Scan the listing below for "persist", then report every line that has it.

START Data records

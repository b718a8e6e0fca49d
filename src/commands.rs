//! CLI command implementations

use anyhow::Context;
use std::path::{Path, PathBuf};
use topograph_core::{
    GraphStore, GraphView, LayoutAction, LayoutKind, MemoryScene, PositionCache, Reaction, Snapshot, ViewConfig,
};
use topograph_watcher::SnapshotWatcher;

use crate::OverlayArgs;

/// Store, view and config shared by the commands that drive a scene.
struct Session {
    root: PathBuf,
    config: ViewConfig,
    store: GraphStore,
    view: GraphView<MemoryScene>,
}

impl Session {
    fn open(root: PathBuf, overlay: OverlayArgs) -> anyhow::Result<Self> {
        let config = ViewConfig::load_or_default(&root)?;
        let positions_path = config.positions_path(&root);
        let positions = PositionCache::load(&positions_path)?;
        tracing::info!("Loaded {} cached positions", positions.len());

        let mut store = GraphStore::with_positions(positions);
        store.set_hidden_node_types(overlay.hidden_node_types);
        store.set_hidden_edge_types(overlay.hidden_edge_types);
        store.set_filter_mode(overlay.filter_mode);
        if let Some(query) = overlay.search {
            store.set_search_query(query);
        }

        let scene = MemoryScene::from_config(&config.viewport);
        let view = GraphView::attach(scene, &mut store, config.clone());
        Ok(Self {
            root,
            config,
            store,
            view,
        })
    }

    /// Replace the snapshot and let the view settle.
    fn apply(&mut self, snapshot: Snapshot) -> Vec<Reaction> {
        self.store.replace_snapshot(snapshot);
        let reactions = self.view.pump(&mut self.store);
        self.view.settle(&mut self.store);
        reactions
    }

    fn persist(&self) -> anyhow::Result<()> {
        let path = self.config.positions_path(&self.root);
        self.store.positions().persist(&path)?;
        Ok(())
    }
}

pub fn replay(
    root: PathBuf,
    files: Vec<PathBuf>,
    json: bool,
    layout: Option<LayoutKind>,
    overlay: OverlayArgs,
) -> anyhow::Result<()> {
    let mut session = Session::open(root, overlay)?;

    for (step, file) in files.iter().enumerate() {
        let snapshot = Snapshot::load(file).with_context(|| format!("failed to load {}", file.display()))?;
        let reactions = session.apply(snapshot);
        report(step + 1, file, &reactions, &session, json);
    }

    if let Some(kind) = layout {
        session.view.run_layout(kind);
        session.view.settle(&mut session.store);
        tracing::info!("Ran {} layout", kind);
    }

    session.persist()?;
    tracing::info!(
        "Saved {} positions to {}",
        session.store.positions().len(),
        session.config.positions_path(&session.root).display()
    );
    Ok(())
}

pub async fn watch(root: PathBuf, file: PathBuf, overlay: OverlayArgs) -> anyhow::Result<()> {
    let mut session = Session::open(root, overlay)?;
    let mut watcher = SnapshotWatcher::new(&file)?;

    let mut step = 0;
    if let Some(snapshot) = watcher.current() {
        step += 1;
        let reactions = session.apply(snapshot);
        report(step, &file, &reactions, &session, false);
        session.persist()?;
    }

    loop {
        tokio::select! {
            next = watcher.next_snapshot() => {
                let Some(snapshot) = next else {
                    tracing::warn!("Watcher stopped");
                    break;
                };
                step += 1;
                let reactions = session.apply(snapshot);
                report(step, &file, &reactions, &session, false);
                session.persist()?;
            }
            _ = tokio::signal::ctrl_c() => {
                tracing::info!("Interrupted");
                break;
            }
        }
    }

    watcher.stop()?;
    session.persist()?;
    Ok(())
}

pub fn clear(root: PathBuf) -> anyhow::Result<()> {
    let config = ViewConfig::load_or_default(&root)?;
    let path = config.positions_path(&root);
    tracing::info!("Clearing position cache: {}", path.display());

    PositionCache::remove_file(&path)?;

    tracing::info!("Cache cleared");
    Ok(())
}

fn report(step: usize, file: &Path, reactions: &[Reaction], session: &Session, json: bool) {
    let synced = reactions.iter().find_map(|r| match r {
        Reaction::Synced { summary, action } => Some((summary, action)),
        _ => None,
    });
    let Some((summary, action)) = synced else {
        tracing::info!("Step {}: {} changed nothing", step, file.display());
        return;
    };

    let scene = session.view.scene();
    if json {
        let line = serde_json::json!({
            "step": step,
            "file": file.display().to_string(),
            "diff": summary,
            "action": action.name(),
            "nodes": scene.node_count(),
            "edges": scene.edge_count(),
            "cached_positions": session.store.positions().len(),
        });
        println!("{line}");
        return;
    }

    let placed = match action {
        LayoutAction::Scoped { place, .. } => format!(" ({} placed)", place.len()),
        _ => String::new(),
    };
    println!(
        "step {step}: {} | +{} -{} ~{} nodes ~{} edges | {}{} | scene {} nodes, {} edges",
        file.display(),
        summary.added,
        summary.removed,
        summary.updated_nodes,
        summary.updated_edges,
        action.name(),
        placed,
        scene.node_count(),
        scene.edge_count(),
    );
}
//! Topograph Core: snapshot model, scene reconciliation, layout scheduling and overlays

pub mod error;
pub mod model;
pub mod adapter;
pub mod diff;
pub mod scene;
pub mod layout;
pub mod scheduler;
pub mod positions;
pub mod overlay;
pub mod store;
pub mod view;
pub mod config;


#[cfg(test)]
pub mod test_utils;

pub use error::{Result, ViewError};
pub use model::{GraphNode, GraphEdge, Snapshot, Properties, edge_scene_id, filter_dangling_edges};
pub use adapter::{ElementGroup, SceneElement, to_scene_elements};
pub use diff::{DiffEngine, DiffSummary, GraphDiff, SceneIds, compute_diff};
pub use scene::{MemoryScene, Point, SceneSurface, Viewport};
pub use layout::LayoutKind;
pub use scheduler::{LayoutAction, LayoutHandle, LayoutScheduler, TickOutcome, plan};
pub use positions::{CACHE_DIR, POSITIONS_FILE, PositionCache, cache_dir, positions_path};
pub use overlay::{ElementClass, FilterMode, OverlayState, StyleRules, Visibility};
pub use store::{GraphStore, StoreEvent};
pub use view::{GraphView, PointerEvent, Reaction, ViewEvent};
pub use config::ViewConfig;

END Data records

## Reply to the exercise
    fn persist(&self) -> anyhow::Result<()> {
        self.store.positions().persist(&path)?;
    session.persist()?;
        session.persist()?;
                session.persist()?;
    session.persist()?;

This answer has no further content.